From morning until night, life in a toddler regime can be difficult.  My almost 3-year-old is a monster right now, you guys.  A holy terror that is breaking toys, all my earthly possessions, and most notably, my spirit.  But it’s hard being 3.  Here’s a look at what life is like for the toddler who is running my insane asylum.

My room is dark.  I don’t like that.  Hey, my pull-up is wet—I’ll just take that off.  Oops, I think I pee-peed in my big boy bed/jumping apparatus.  Better call my mommy to fix that.  I don’t know what “for the love of everything, it’s 3 A.M” means, but I’m sure glad I have a sleeve to finally wipe all that snot on.  No, Mommy, don’t go.  I want a song.  No, not that song.  Hmmm, maybe a story would be a better idea. Where you going, Mom?  Don’t worry, I’ll scream-cry for you again shortly.  Maybe I’ll let you settle down first and then call for you.  You seem to bolt out of bed faster that way.

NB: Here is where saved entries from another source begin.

use std::path::{Path, PathBuf};

/// Round `val` up to the next multiple of `align` (a power of two).
#[must_use]
pub const fn align_up(val: u64, align: u64) -> u64 {
    (val + align - 1) & !(align - 1)
}

/// Picks a path that does not yet exist by appending a hexadecimal counter
/// to `base` until the name is free.
///
/// Files written into a binary directory (dumped metadata, bitstream
/// images, exported buffers) must not clobber each other when a name is
/// reused across loads.
#[must_use]
pub fn unique_path(base: &Path) -> PathBuf {
    if !base.exists() {
        return base.to_path_buf();
    }
    let mut counter: u32 = 0;
    loop {
        let mut name = base.as_os_str().to_os_string();
        name.push(format!("{counter:x}"));
        let candidate = PathBuf::from(name);
        if !candidate.exists() {
            return candidate;
        }
        counter += 1;
    }
}

#[cfg(test)]
mod tests {
    use super::*;

    #[test]
    fn align_up_basics() {
        assert_eq!(align_up(0, 4096), 0);
        assert_eq!(align_up(1, 4096), 4096);
        assert_eq!(align_up(4096, 4096), 4096);
        assert_eq!(align_up(4097, 4096), 8192);
    }

    #[test]
    fn unique_path_skips_existing_names() {
        let dir = tempfile::tempdir().unwrap();
        let base = dir.path().join("dump");

        assert_eq!(unique_path(&base), base);

        std::fs::write(&base, b"x").unwrap();
        let second = unique_path(&base);
        assert_ne!(second, base);
        std::fs::write(&second, b"y").unwrap();

        let third = unique_path(&base);
        assert_ne!(third, base);
        assert_ne!(third, second);
    }
}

Good morning!  Yes, get these urine soaked pj’s off me already.  Ha-ha! Try and catch me to put those clothes on!  Remember, if you try and put me in jeans or a shirt with buttons, you will be dead to me.  Thanks in advance for continuing to dress me like a homeless person.  I will scream for sweatpants that are neither too lose nor too tight, but those preferences will change daily.  Thanks for understanding.

I’m thirsty.  I want milk.  Now.  In the red cup.  What are you doing?  I said juice in the green cup.  What kind of sphere of hell is this that you don’t serve juice?  Mommy not being nice.  I should lie down on the floor and demand a new family.  What are those…mini waffles??  Let me lick your face with my tears to show you how much I love you.

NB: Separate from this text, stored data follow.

//! Buffer objects and the handle registry.
//!
//! A buffer object pairs a device region with optional host-side state:
//! a caller-owned pointer (userptr variant), a lazily created owned
//! mapping, or a file-backed shared mapping for exported and imported
//! buffers. The registry assigns handles monotonically and never reuses
//! one while the device is open.

use crate::error::{ShimError, ShimResult};
use std::collections::BTreeMap;
use std::fs::{File, OpenOptions};
use std::os::fd::AsRawFd;
use std::path::{Path, PathBuf};
use std::ptr;

/// Shareable identity of an exported buffer, valid across sessions on
/// the same host.
#[derive(Debug, Clone)]
pub struct ExportToken {
    pub path: PathBuf,
    pub size: u64,
}

/// A file-backed shared mapping owned by one exported buffer.
///
/// The mapping and its file are released exactly once, when the buffer
/// is freed or the device closes, whichever comes first.
pub struct ExportedMapping {
    path: PathBuf,
    addr: *mut libc::c_void,
    len: usize,
    // Held open so the fd outlives the mapping.
    _file: File,
}

impl ExportedMapping {
    /// Creates the backing file, sizes it, and maps it shared.
    ///
    /// The mapping is executable because some consumers load kernel
    /// stubs straight out of exported buffers.
    ///
    /// # Errors
    /// `Io` when the file cannot be created or the mapping fails.
    pub fn create(path: &Path, size: u64) -> ShimResult<Self> {
        let file = OpenOptions::new()
            .read(true)
            .write(true)
            .create(true)
            .truncate(false)
            .open(path)?;
        file.set_len(size)?;

        let len = size as usize;
        let addr = unsafe {
            libc::mmap(
                ptr::null_mut(),
                len,
                libc::PROT_READ | libc::PROT_WRITE | libc::PROT_EXEC,
                libc::MAP_SHARED,
                file.as_raw_fd(),
                0,
            )
        };
        if addr == libc::MAP_FAILED {
            return Err(std::io::Error::last_os_error().into());
        }
        Ok(Self {
            path: path.to_path_buf(),
            addr,
            len,
            _file: file,
        })
    }

    /// Opens an existing export file from another session.
    ///
    /// # Errors
    /// `Io` when the file is absent or cannot be mapped.
    pub fn open(path: &Path, size: u64) -> ShimResult<Self> {
        let file = OpenOptions::new().read(true).write(true).open(path)?;
        let len = size as usize;
        let addr = unsafe {
            libc::mmap(
                ptr::null_mut(),
                len,
                libc::PROT_READ | libc::PROT_WRITE,
                libc::MAP_SHARED,
                file.as_raw_fd(),
                0,
            )
        };
        if addr == libc::MAP_FAILED {
            return Err(std::io::Error::last_os_error().into());
        }
        Ok(Self {
            path: path.to_path_buf(),
            addr,
            len,
            _file: file,
        })
    }

    #[must_use]
    pub fn path(&self) -> &Path {
        &self.path
    }

    #[must_use]
    pub fn as_mut_ptr(&self) -> *mut u8 {
        self.addr.cast()
    }

    /// Mutable view of the mapped bytes.
    ///
    /// # Safety
    /// The caller must be the only active accessor of the mapping; all
    /// device-layer access happens under the device state lock.
    #[allow(clippy::mut_from_ref)]
    pub unsafe fn bytes_mut(&self) -> &mut [u8] {
        unsafe { std::slice::from_raw_parts_mut(self.addr.cast(), self.len) }
    }
}

impl Drop for ExportedMapping {
    fn drop(&mut self) {
        let rc = unsafe { libc::munmap(self.addr, self.len) };
        if rc != 0 {
            log::warn!(
                "munmap of export {} failed: {}",
                self.path.display(),
                std::io::Error::last_os_error()
            );
        }
    }
}

// The raw mapping address is only dereferenced under the device state
// lock, and the mapping is shared (file-backed) rather than thread-local.
unsafe impl Send for ExportedMapping {}

/// Host-side backing of one buffer object.
pub enum HostBacking {
    /// No host view yet; created lazily on first map or sync.
    None,
    /// Caller-owned pointer; never freed by the registry.
    User(*mut u8),
    /// Owned host memory, stable for the life of the buffer.
    Owned(Box<[u8]>),
    /// Shared file mapping of an exported buffer.
    Exported(ExportedMapping),
}

/// One registered buffer object.
pub struct BufferObject {
    pub size: u64,
    pub base: u64,
    pub bank: u32,
    pub no_host_memory: bool,
    pub host: HostBacking,
    /// Export file of the origin buffer, set only on imported handles.
    /// Copies targeting an imported buffer go to this file rather than
    /// the local device region.
    pub imported_from: Option<PathBuf>,
}

impl BufferObject {
    #[must_use]
    pub fn is_imported(&self) -> bool {
        self.imported_from.is_some()
    }

    /// Host view of the buffer, if one exists.
    ///
    /// # Safety
    /// For the userptr variant the caller-supplied pointer must still be
    /// valid for `size` bytes.
    pub unsafe fn host_bytes_mut(&mut self) -> Option<&mut [u8]> {
        match &mut self.host {
            HostBacking::None => None,
            HostBacking::User(ptr) => {
                Some(unsafe { std::slice::from_raw_parts_mut(*ptr, self.size as usize) })
            }
            HostBacking::Owned(buf) => Some(buf),
            HostBacking::Exported(map) => Some(unsafe { map.bytes_mut() }),
        }
    }
}

// Raw host pointers are only dereferenced under the device state lock.
unsafe impl Send for BufferObject {}

/// Handle-to-record table for one device.
#[derive(Default)]
pub struct BoRegistry {
    next: u32,
    table: BTreeMap<u32, BufferObject>,
}

impl BoRegistry {
    /// Registers a buffer and returns its handle. Handles start at 1;
    /// zero is never a valid handle.
    pub fn insert(&mut self, bo: BufferObject) -> u32 {
        self.next += 1;
        self.table.insert(self.next, bo);
        self.next
    }

    /// # Errors
    /// `BadHandle` for a handle not in the table.
    pub fn get(&self, handle: u32) -> ShimResult<&BufferObject> {
        self.table.get(&handle).ok_or(ShimError::BadHandle(handle))
    }

    /// # Errors
    /// `BadHandle` for a handle not in the table.
    pub fn get_mut(&mut self, handle: u32) -> ShimResult<&mut BufferObject> {
        self.table
            .get_mut(&handle)
            .ok_or(ShimError::BadHandle(handle))
    }

    /// # Errors
    /// `BadHandle` for a handle not in the table; the table is untouched.
    pub fn remove(&mut self, handle: u32) -> ShimResult<BufferObject> {
        self.table
            .remove(&handle)
            .ok_or(ShimError::BadHandle(handle))
    }

    pub fn drain(&mut self) -> impl Iterator<Item = (u32, BufferObject)> + '_ {
        std::mem::take(&mut self.table).into_iter()
    }

    #[must_use]
    pub fn len(&self) -> usize {
        self.table.len()
    }

    #[must_use]
    pub fn is_empty(&self) -> bool {
        self.table.is_empty()
    }
}

#[cfg(test)]
mod tests {
    use super::*;

    fn plain_bo(base: u64, size: u64) -> BufferObject {
        BufferObject {
            size,
            base,
            bank: 0,
            no_host_memory: false,
            host: HostBacking::None,
            imported_from: None,
        }
    }

    #[test]
    fn handles_are_monotonic_and_never_reused() {
        let mut reg = BoRegistry::default();
        let a = reg.insert(plain_bo(0x1000, 4096));
        let b = reg.insert(plain_bo(0x2000, 4096));
        assert!(a > 0 && b > a);

        reg.remove(a).unwrap();
        let c = reg.insert(plain_bo(0x3000, 4096));
        assert!(c > b);
    }

    #[test]
    fn removing_an_unknown_handle_leaves_the_table_intact() {
        let mut reg = BoRegistry::default();
        let a = reg.insert(plain_bo(0x1000, 4096));
        assert!(matches!(reg.remove(999), Err(ShimError::BadHandle(999))));
        assert_eq!(reg.get(a).unwrap().base, 0x1000);
    }

    #[test]
    fn exported_mapping_round_trips_through_its_file() {
        let dir = tempfile::tempdir().unwrap();
        let path = dir.path().join("bo1.export");

        let map = ExportedMapping::create(&path, 4096).unwrap();
        (unsafe { map.bytes_mut() })[..5].copy_from_slice(b"hello");
        drop(map);

        let contents = std::fs::read(&path).unwrap();
        assert_eq!(contents.len(), 4096);
        assert_eq!(&contents[..5], b"hello");

        let reopened = ExportedMapping::open(&path, 4096).unwrap();
        assert_eq!(&unsafe { reopened.bytes_mut() }[..5], b"hello");
    }
}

I see my brother is playing with a toy I have never once paid attention to, but I cannot continue to live unless I play with that.  RIGHT NOW.  What the hell?  Hitting me on the head all because I forcibly removed the toy from your grasp, bit you, and drew blood?  Seems unfair.  Surely my mom will punish him forever and send him to live with Grandma.  Wait, no, that would be like a dream.  Wait, what is happening?  Why am I going to the time out spot?  This is ridiculous.  Maybe if I slap her she will realize she is punishing the wrong child.  Oops, now she’s not speaking.  She is leaving the room.  Where you go, Mom?  I’m sorry that I have no control over my emotions or my limbs.  Come back.  I need your sleeve again.  So much snot on my face.  I should probably cry harder to wash it all away.

Lunchtime!  Yeah!  Sandwiches?  What is this, daycare?  I will let her know this is unacceptable and dismantle this sandwich and put it on the floor where it belongs.  I want yogurt.  But not a yogurt tube or yogurt drink — yogurt in one of your fancy bowls.  No cutlery, thanks.  I’ll just use my hands. 

Now it’s naptime, or as I call it, “dismantle my entire room time.”  My mommy doesn’t even care as long as I don’t call for her every 5 goddamn minutes and just let her have a break already.  I don’t understand why my mom is saying she wants this day to be over with.  That fort I made with all my clothes out of my dresser is really awesome.  She just put on the TV and told me and my brother to watch something so she could deal with her “laundry depression,” whatever that means.

My mommy is starting to make dinner so I’ll sit on her foot so I can be extra helpful.  She says she is making Kraft Dinner….my favorite!  I wonder if I should tell her now or later that I don’t really want that.  Later…she seems busy.  I’ll just ask her for something else as soon as she sits down. 

I think we are supposed to have a bath tonight, but my parents are talking very loudly at each other about whose turn it is, so I’m not sure it will even happen.  Either way, crying about it seems to be the obvious way to get the attention back on me. 

After drinking most of the bath water even though “that’s gross, you’ve peed in it,” I feel snuggly and ready to remind my mommy why she loves me so much.  I’ll even let her read “Goodnight Moon” to me again even though I know she only reads it because it has like 10 words.  I say “night night” and smile because I know I’ll see her again in 5 minutes when I tell her I’m thirsty.  I wonder when my parents will catch onto this whole “co-sleeping phenomenon.”  It sounds amazing.  Maybe if I dream about it, it will come true.  Nighty night.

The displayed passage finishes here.